Saved data entries
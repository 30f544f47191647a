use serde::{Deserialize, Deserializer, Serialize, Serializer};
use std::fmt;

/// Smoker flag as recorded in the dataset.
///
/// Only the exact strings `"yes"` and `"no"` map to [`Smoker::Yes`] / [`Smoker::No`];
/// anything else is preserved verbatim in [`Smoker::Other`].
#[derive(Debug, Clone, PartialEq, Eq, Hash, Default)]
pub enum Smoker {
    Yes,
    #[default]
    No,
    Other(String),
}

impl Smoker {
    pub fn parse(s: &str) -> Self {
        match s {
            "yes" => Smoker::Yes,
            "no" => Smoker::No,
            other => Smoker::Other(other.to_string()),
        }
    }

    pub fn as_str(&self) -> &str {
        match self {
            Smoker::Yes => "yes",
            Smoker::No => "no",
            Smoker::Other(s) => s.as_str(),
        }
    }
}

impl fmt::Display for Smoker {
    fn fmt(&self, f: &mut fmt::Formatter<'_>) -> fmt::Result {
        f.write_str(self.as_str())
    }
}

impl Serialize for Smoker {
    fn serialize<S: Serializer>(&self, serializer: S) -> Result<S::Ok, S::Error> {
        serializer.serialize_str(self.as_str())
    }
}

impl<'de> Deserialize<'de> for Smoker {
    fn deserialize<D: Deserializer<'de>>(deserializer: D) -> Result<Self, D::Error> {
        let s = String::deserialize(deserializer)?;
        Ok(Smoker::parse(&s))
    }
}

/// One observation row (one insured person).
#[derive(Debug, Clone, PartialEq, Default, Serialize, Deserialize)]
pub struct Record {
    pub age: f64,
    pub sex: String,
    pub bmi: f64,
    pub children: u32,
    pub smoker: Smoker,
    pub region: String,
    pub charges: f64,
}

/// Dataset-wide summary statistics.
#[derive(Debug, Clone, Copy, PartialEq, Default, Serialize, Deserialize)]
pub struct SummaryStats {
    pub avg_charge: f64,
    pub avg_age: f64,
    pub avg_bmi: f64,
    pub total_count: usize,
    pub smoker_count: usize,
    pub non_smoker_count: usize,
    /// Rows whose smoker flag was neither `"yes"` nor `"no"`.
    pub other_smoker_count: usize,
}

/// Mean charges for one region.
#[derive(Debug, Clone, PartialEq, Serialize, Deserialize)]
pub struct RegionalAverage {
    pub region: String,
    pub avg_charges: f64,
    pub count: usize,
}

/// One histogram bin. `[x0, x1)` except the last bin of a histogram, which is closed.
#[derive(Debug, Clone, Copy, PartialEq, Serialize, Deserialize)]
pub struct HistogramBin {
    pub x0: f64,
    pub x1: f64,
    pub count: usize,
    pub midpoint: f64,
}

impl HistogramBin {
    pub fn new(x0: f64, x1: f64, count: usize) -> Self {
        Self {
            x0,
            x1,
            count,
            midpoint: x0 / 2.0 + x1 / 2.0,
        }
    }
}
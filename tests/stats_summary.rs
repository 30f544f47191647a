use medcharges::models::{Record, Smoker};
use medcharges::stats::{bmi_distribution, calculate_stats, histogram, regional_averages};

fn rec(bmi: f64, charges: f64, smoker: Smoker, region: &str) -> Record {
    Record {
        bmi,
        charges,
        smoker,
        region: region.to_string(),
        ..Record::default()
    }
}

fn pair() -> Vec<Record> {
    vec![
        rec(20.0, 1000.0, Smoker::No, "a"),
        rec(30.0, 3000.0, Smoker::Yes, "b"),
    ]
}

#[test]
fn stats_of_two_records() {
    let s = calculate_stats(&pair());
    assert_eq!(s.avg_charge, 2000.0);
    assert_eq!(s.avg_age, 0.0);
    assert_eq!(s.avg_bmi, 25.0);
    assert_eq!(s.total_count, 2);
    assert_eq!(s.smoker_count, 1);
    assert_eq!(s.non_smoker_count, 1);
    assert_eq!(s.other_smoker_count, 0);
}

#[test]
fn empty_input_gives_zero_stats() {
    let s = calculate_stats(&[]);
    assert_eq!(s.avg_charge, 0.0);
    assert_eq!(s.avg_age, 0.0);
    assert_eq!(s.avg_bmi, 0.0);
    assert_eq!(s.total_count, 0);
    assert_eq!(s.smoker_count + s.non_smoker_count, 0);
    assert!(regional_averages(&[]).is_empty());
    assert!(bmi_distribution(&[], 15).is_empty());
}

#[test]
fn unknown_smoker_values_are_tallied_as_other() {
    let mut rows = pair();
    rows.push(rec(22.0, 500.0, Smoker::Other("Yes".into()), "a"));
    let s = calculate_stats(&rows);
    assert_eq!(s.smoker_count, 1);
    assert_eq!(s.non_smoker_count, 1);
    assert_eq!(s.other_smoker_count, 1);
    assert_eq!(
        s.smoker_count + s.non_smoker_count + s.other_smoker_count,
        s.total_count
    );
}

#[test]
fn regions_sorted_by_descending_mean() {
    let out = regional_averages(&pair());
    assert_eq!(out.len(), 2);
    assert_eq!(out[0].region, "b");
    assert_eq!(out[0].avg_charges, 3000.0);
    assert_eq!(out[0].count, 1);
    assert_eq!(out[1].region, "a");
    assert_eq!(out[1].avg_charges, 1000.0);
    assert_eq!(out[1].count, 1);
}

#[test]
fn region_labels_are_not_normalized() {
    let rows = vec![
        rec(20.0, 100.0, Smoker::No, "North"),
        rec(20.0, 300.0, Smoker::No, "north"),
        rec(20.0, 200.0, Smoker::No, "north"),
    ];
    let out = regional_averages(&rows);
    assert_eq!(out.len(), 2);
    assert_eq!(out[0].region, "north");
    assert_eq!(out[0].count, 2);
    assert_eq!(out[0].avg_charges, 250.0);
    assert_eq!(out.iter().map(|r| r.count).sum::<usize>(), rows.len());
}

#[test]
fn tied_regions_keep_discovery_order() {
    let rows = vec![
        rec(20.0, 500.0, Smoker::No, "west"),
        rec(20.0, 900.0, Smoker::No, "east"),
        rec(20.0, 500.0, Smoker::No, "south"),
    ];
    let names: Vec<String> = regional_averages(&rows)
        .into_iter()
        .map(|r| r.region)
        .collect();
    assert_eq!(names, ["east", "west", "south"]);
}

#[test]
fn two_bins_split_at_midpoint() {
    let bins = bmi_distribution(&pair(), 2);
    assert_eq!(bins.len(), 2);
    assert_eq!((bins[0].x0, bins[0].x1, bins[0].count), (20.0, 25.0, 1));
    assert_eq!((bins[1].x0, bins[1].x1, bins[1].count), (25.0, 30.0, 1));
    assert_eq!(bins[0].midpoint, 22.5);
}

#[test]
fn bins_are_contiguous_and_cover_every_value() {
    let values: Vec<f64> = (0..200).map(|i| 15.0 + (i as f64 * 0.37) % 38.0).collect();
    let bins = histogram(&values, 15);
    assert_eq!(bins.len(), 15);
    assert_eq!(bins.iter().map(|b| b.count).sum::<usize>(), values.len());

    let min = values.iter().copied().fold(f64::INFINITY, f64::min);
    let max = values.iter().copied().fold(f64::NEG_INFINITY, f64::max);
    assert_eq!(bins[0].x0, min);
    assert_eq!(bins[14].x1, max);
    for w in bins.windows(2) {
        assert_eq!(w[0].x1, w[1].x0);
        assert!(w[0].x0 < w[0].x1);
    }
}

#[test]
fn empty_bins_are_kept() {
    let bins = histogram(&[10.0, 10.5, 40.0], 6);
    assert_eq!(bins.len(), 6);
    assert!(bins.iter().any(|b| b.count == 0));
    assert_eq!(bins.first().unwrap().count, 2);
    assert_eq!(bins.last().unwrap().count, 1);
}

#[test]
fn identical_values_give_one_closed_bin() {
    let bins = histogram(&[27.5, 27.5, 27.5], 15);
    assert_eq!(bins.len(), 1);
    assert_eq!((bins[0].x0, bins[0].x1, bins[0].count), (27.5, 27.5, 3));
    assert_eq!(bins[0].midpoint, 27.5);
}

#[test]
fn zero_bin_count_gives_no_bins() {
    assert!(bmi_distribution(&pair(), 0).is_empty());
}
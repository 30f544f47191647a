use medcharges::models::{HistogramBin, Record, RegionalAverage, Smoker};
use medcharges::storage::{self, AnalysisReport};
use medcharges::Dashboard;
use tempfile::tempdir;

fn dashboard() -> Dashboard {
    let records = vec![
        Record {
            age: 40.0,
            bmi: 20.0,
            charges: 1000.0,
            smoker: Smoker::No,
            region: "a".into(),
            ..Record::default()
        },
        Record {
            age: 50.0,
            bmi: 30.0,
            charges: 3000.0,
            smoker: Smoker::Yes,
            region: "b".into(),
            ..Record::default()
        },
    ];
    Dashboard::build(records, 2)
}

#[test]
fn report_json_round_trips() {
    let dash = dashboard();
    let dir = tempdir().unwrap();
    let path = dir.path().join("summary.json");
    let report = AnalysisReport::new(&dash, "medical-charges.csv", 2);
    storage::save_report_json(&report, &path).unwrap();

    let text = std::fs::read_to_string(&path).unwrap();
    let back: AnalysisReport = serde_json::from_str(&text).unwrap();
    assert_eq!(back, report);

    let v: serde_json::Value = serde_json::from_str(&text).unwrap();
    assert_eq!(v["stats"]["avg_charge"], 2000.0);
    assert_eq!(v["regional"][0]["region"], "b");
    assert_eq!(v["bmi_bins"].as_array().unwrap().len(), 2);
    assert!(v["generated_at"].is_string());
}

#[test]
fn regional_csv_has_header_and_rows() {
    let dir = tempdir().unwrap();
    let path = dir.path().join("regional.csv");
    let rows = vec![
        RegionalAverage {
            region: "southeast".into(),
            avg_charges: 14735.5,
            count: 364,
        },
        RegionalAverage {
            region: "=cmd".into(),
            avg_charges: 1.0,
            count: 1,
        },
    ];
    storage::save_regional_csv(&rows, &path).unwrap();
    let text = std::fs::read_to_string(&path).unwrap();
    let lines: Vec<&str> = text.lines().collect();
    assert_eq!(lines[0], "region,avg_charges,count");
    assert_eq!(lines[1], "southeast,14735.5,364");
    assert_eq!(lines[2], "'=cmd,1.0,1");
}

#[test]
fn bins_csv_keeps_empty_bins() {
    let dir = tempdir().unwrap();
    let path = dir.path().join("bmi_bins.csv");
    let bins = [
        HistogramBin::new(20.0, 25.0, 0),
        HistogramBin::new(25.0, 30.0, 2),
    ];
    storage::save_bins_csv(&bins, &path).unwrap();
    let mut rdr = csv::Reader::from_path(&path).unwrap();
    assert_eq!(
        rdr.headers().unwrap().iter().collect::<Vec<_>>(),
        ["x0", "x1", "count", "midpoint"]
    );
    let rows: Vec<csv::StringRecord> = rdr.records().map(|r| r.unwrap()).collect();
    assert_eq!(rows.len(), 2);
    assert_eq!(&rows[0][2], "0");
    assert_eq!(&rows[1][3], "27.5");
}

WHAT TO DO. State the number of lines above that hold the string "PartialEq", with nothing added.

RESULT BELOW. 5